### Data
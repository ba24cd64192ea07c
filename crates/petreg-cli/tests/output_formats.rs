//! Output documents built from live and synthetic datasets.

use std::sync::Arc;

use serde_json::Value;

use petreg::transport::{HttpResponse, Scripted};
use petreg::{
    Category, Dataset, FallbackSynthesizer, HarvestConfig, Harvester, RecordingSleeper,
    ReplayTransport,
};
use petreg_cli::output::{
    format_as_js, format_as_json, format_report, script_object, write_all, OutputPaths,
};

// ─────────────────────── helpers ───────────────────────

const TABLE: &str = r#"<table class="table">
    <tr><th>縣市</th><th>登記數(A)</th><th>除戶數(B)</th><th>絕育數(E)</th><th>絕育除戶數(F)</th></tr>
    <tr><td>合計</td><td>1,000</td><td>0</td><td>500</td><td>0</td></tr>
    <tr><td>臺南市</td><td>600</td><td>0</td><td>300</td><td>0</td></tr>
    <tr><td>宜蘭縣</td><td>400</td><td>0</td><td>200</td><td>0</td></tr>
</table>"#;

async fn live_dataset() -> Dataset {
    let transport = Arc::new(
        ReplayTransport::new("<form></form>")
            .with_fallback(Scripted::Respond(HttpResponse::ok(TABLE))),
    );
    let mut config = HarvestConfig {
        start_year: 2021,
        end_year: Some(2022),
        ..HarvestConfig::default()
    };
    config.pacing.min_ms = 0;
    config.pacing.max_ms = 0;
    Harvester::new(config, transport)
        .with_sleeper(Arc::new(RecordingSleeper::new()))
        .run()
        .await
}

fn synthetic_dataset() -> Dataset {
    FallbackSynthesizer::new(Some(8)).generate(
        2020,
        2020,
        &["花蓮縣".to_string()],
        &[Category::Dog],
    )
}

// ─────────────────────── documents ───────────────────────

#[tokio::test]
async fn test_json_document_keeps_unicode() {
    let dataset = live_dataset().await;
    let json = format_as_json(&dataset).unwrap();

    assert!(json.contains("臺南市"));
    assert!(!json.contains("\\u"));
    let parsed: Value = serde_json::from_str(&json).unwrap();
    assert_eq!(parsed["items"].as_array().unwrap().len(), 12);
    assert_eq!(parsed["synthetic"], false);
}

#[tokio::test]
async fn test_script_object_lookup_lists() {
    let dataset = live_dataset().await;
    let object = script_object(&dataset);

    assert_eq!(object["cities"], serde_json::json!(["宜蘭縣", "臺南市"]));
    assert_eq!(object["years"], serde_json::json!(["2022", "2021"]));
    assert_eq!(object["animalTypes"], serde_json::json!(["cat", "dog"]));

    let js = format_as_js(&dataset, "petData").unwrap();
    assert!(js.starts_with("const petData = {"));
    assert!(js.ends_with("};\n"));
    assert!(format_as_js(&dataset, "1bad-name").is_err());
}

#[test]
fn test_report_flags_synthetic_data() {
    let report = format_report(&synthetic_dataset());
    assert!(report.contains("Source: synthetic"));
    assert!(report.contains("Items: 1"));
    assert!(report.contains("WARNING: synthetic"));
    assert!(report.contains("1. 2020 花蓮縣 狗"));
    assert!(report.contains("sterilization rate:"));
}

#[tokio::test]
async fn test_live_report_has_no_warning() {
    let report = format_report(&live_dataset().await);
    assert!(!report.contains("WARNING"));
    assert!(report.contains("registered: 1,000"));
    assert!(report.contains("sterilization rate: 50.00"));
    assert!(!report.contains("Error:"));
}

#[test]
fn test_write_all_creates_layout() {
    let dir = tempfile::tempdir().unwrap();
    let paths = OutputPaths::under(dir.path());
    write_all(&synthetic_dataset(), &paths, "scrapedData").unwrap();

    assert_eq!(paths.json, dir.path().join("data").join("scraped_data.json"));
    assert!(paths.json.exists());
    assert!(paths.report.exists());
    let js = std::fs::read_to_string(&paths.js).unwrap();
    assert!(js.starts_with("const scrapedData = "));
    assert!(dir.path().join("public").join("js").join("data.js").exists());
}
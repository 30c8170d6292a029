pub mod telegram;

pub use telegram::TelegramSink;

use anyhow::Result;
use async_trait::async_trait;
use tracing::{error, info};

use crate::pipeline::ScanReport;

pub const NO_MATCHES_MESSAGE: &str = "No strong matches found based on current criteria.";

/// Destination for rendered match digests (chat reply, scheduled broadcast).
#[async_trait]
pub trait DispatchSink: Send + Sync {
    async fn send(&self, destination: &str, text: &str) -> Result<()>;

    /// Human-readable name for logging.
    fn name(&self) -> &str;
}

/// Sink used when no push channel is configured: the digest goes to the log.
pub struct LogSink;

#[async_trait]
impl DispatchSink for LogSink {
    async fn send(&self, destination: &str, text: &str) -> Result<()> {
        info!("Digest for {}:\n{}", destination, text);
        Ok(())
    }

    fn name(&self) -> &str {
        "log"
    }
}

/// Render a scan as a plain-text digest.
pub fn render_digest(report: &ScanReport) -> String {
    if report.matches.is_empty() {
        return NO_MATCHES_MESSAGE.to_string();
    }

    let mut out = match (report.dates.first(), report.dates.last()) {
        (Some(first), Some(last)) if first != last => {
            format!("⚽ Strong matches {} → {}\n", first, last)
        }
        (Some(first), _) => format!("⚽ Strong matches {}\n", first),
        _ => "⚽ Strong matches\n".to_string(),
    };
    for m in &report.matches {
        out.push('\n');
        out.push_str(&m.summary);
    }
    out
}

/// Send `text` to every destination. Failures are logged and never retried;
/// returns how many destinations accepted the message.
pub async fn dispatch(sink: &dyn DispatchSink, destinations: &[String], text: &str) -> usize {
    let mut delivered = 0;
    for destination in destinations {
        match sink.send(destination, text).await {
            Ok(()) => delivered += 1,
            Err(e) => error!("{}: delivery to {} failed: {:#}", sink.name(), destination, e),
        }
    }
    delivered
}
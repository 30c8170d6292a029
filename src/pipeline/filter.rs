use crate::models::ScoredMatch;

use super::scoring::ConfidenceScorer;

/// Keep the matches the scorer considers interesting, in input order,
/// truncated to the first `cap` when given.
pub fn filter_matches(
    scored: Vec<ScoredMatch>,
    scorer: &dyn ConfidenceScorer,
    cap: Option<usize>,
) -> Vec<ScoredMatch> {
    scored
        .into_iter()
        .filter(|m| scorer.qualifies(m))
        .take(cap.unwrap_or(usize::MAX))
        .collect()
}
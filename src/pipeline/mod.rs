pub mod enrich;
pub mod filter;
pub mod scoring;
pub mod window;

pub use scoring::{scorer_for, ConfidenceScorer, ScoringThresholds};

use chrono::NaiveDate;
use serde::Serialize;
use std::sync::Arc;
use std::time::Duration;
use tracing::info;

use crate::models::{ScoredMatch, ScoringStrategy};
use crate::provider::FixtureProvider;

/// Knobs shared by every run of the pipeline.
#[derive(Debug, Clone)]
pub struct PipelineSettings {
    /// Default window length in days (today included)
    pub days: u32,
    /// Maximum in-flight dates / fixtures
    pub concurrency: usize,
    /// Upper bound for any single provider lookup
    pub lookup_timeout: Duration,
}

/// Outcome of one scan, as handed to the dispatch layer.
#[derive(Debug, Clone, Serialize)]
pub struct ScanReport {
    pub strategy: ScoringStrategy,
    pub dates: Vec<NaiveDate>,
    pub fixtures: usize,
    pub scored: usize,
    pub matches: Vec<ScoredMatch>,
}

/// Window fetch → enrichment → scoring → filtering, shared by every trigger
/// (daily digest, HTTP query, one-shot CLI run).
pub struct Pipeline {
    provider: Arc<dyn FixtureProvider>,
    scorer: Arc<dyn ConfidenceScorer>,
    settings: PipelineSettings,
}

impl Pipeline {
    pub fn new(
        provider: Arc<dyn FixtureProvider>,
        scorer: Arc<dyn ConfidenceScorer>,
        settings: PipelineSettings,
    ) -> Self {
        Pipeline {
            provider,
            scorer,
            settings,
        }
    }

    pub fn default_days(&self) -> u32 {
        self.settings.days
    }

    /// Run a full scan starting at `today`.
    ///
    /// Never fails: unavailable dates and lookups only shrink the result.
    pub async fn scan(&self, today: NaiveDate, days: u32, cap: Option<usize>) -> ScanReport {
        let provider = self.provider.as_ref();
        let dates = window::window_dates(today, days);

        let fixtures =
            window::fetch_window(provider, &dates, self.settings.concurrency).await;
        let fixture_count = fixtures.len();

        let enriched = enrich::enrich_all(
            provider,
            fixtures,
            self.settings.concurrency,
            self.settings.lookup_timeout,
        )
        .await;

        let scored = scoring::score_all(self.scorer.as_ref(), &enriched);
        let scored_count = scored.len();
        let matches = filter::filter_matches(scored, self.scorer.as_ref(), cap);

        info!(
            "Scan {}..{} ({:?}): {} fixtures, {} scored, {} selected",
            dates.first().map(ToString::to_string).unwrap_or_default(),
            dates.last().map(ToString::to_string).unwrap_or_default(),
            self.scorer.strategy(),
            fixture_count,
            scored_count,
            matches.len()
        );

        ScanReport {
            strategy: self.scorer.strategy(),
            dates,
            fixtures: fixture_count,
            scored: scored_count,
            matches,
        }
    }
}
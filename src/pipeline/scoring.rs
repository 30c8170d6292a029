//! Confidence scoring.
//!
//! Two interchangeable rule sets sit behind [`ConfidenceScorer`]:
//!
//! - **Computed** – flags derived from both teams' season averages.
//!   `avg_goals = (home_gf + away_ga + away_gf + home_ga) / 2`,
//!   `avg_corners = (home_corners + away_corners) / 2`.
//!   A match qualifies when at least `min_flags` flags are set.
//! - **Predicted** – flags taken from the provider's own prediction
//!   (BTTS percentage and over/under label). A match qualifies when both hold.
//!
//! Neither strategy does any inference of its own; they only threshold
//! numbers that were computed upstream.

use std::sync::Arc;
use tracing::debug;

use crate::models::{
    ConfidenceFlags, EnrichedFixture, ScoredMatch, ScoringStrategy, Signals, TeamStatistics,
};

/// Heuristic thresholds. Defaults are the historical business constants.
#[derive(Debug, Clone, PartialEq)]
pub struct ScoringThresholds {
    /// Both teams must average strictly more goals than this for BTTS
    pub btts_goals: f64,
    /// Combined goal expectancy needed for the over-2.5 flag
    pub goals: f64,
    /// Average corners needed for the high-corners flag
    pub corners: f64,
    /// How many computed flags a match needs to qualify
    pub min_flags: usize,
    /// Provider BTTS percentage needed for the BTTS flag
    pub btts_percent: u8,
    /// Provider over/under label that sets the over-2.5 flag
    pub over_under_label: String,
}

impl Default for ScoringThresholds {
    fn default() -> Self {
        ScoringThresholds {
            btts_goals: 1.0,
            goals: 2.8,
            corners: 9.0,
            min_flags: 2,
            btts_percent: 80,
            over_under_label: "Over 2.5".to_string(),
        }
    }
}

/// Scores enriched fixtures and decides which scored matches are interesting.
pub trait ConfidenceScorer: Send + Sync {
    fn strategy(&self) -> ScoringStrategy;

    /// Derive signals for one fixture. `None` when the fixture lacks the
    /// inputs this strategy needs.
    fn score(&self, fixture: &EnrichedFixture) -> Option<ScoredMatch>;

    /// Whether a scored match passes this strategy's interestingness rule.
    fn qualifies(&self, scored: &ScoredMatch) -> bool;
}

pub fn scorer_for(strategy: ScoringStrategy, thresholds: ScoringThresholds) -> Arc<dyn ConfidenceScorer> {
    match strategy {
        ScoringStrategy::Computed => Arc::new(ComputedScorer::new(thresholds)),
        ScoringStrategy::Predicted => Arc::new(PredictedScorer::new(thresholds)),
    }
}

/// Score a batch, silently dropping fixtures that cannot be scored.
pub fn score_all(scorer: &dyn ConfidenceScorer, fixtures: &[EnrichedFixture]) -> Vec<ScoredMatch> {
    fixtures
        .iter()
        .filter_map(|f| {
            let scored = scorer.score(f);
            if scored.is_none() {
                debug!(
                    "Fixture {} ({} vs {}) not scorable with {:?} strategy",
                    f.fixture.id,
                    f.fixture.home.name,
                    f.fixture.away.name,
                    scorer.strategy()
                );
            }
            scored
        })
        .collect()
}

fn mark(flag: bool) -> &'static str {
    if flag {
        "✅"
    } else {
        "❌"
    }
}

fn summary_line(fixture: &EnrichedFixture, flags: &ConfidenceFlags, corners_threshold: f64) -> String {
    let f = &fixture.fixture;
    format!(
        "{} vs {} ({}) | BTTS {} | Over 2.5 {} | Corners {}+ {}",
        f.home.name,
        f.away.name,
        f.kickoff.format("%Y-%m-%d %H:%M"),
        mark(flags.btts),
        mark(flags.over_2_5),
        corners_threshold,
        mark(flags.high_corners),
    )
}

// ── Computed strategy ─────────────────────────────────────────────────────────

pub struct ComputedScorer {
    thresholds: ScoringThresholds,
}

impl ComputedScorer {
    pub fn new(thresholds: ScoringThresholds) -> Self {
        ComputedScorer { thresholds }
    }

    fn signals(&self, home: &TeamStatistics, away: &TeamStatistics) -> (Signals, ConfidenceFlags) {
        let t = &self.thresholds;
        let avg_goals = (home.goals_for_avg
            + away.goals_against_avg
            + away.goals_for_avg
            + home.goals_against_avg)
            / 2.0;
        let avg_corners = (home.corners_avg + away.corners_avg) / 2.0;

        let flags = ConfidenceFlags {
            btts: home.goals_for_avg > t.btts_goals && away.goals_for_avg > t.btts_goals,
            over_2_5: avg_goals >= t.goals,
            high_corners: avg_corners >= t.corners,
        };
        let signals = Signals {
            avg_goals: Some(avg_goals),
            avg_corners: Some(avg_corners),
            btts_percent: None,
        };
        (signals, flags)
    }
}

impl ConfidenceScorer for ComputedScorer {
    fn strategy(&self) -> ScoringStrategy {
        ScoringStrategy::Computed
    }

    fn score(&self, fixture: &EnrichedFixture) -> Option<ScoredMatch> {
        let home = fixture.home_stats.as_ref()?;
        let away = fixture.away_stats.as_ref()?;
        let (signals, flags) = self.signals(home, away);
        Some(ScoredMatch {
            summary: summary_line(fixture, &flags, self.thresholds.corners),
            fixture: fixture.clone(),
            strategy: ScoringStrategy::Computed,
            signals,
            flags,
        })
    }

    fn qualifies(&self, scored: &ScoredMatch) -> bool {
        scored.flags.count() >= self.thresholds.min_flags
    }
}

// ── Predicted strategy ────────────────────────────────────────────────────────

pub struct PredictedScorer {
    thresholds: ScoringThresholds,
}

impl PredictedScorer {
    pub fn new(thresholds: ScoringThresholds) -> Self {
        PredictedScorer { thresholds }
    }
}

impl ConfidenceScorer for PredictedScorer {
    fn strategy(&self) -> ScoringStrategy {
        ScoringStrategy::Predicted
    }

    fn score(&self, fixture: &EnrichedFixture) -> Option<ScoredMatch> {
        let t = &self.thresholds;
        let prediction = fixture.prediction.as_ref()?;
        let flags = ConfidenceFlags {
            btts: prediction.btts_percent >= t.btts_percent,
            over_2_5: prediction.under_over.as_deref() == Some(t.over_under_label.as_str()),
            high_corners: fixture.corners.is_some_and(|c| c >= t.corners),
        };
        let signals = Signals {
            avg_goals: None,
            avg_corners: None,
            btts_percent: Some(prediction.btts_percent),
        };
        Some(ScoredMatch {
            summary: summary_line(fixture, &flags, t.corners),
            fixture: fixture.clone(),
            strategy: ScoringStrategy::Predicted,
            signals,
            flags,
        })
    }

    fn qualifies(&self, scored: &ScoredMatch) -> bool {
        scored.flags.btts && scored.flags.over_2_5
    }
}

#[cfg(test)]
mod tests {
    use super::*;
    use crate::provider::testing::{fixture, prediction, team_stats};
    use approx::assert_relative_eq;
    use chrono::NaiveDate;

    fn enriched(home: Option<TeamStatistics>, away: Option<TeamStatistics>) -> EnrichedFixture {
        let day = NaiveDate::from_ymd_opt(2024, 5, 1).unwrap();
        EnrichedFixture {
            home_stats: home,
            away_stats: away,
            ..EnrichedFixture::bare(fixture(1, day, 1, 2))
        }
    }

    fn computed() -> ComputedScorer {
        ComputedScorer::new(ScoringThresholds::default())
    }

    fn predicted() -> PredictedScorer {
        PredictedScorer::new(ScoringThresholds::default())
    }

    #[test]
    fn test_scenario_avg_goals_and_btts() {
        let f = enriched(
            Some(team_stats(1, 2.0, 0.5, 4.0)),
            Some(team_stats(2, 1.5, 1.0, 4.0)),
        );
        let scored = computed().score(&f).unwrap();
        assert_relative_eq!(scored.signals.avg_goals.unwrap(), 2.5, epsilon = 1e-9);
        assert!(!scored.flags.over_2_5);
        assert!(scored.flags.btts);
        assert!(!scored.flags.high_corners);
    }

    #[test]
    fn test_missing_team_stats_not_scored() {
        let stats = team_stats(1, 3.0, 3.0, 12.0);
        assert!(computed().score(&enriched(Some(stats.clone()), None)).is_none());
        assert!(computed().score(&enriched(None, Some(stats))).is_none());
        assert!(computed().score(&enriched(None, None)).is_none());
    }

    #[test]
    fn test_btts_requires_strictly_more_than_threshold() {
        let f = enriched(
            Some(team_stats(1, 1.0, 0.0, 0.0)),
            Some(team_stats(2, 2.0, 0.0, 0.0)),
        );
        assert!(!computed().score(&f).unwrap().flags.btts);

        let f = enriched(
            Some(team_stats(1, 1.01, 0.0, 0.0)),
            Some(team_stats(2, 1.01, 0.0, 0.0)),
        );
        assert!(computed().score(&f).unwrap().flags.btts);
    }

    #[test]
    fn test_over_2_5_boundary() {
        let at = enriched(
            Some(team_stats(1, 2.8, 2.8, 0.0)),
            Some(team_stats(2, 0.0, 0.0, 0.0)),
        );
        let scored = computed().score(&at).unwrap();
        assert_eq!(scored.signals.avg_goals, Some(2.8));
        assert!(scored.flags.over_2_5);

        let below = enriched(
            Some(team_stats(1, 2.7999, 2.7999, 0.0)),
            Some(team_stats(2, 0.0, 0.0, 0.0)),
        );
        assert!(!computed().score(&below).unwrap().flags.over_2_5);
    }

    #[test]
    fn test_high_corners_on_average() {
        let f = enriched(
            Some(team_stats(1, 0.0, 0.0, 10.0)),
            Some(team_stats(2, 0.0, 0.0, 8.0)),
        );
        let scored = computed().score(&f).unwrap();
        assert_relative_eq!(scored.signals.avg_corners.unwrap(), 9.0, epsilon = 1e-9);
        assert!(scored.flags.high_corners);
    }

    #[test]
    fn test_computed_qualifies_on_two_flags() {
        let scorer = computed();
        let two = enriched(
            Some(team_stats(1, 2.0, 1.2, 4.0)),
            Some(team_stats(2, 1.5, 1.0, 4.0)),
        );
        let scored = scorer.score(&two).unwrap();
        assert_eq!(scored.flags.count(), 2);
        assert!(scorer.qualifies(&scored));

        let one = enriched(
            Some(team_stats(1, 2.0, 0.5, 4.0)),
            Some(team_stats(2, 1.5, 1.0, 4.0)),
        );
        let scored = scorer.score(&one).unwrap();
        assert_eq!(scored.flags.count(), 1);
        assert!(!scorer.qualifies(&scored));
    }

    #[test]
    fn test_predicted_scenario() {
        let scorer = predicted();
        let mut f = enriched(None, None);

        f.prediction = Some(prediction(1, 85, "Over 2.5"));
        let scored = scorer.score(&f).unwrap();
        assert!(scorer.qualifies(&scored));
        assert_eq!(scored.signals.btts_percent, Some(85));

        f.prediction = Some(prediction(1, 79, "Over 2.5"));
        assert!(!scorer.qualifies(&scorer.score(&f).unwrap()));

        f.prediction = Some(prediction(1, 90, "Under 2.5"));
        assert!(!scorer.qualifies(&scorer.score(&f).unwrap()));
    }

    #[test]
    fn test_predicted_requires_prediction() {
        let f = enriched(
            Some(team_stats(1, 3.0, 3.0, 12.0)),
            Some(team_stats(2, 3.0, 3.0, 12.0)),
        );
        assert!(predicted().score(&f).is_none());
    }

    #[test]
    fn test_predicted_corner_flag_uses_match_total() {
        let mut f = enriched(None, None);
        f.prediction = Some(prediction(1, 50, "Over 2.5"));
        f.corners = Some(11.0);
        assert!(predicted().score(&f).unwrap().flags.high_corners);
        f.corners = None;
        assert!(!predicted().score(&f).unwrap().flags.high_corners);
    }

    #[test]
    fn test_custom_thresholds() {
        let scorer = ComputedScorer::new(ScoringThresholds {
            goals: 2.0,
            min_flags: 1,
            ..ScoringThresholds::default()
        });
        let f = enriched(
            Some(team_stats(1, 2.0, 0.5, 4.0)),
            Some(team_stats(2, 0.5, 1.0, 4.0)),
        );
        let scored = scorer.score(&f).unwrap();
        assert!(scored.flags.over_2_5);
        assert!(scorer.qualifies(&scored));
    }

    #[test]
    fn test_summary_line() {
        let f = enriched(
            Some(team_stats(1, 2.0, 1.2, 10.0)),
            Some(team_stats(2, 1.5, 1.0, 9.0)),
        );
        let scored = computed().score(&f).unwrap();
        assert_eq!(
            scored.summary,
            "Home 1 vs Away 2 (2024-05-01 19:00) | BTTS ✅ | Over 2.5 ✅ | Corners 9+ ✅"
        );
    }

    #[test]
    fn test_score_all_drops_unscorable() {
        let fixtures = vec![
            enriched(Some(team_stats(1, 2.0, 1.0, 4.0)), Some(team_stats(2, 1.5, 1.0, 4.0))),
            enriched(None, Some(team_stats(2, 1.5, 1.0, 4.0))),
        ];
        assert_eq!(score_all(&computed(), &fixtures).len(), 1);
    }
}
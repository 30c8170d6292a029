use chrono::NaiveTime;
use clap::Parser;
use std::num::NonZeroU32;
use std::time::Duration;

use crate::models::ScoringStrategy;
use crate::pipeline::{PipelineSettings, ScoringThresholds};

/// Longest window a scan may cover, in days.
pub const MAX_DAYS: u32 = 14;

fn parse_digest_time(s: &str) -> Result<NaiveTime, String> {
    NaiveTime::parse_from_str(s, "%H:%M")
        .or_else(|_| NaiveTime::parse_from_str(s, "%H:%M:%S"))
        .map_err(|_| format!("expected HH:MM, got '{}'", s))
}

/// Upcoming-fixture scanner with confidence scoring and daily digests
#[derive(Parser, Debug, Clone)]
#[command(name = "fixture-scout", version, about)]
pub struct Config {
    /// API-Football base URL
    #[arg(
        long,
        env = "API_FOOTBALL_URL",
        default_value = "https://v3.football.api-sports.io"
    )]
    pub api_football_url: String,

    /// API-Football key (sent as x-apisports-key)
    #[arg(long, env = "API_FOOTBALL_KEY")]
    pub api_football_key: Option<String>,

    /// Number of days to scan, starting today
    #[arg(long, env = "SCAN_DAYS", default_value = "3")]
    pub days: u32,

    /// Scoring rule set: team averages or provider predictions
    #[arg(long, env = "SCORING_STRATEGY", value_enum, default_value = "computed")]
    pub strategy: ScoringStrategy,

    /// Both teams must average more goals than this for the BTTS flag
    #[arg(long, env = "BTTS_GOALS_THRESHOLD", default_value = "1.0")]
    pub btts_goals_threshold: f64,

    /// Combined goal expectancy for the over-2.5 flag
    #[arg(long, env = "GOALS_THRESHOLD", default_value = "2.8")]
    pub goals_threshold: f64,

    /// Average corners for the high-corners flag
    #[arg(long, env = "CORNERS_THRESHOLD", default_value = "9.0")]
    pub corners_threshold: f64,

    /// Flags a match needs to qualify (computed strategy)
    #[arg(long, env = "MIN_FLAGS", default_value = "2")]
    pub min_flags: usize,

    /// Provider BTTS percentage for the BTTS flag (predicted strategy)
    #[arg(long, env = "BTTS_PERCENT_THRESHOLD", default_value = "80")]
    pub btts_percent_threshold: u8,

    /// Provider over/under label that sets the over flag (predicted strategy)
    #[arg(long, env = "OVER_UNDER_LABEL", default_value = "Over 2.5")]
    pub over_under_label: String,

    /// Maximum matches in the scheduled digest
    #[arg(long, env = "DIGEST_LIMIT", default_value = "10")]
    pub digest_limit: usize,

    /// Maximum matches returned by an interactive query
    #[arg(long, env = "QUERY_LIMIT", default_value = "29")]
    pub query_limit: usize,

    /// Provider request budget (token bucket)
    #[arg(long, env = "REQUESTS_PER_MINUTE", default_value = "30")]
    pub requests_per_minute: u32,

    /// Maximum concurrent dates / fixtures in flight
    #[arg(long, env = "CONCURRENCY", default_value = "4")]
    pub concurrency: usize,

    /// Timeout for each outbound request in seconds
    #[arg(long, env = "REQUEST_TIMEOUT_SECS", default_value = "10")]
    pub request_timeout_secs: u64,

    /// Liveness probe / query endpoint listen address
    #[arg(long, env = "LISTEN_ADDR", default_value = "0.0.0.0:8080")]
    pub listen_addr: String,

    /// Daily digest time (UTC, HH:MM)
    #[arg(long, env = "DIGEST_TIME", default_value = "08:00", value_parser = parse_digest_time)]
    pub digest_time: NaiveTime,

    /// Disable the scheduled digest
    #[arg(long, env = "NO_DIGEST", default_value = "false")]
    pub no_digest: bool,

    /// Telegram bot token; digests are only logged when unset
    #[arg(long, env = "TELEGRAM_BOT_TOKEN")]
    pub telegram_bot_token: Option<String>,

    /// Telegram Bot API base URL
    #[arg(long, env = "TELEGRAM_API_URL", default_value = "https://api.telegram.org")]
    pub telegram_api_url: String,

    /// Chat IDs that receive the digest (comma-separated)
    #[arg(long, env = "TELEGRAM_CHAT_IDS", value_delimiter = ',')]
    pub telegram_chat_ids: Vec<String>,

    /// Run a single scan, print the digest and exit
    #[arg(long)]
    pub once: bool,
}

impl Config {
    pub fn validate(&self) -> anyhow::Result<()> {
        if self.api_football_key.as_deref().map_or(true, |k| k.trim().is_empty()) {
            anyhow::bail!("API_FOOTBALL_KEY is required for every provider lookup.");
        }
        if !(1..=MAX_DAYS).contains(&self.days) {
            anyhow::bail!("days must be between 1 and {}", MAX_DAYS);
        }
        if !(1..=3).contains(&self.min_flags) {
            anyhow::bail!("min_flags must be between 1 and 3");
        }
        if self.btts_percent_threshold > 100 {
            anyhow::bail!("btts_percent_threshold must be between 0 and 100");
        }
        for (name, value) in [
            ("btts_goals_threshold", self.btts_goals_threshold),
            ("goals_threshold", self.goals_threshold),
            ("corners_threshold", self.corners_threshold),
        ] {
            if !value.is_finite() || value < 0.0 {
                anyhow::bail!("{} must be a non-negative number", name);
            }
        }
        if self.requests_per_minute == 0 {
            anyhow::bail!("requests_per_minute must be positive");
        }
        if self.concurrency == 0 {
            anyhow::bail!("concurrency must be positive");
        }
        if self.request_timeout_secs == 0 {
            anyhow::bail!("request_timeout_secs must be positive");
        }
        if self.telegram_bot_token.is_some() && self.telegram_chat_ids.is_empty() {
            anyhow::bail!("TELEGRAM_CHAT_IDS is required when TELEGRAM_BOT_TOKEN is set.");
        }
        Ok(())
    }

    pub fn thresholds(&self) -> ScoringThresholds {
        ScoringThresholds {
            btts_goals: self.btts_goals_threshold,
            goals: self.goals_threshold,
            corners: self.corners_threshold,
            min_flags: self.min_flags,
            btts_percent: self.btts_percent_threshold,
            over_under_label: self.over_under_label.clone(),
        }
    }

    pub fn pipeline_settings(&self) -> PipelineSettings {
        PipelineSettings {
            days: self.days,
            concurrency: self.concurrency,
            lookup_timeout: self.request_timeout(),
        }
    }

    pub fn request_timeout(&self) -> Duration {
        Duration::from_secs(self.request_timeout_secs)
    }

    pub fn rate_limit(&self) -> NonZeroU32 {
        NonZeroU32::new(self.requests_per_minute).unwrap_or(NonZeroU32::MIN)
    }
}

### Task instructions
From the material above, set down exactly the lines starting at the one with "value_parser = parse_digest_time)]" and ending at the one with "if self.concurrency == 0", end lines included.

### Result below
    #[arg(long, env = "DIGEST_TIME", default_value = "08:00", value_parser = parse_digest_time)]
    pub digest_time: NaiveTime,

    /// Disable the scheduled digest
    #[arg(long, env = "NO_DIGEST", default_value = "false")]
    pub no_digest: bool,

    /// Telegram bot token; digests are only logged when unset
    #[arg(long, env = "TELEGRAM_BOT_TOKEN")]
    pub telegram_bot_token: Option<String>,

    /// Telegram Bot API base URL
    #[arg(long, env = "TELEGRAM_API_URL", default_value = "https://api.telegram.org")]
    pub telegram_api_url: String,

    /// Chat IDs that receive the digest (comma-separated)
    #[arg(long, env = "TELEGRAM_CHAT_IDS", value_delimiter = ',')]
    pub telegram_chat_ids: Vec<String>,

    /// Run a single scan, print the digest and exit
    #[arg(long)]
    pub once: bool,
}

impl Config {
    pub fn validate(&self) -> anyhow::Result<()> {
        if self.api_football_key.as_deref().map_or(true, |k| k.trim().is_empty()) {
            anyhow::bail!("API_FOOTBALL_KEY is required for every provider lookup.");
        }
        if !(1..=MAX_DAYS).contains(&self.days) {
            anyhow::bail!("days must be between 1 and {}", MAX_DAYS);
        }
        if !(1..=3).contains(&self.min_flags) {
            anyhow::bail!("min_flags must be between 1 and 3");
        }
        if self.btts_percent_threshold > 100 {
            anyhow::bail!("btts_percent_threshold must be between 0 and 100");
        }
        for (name, value) in [
            ("btts_goals_threshold", self.btts_goals_threshold),
            ("goals_threshold", self.goals_threshold),
            ("corners_threshold", self.corners_threshold),
        ] {
            if !value.is_finite() || value < 0.0 {
                anyhow::bail!("{} must be a non-negative number", name);
            }
        }
        if self.requests_per_minute == 0 {
            anyhow::bail!("requests_per_minute must be positive");
        }
        if self.concurrency == 0 {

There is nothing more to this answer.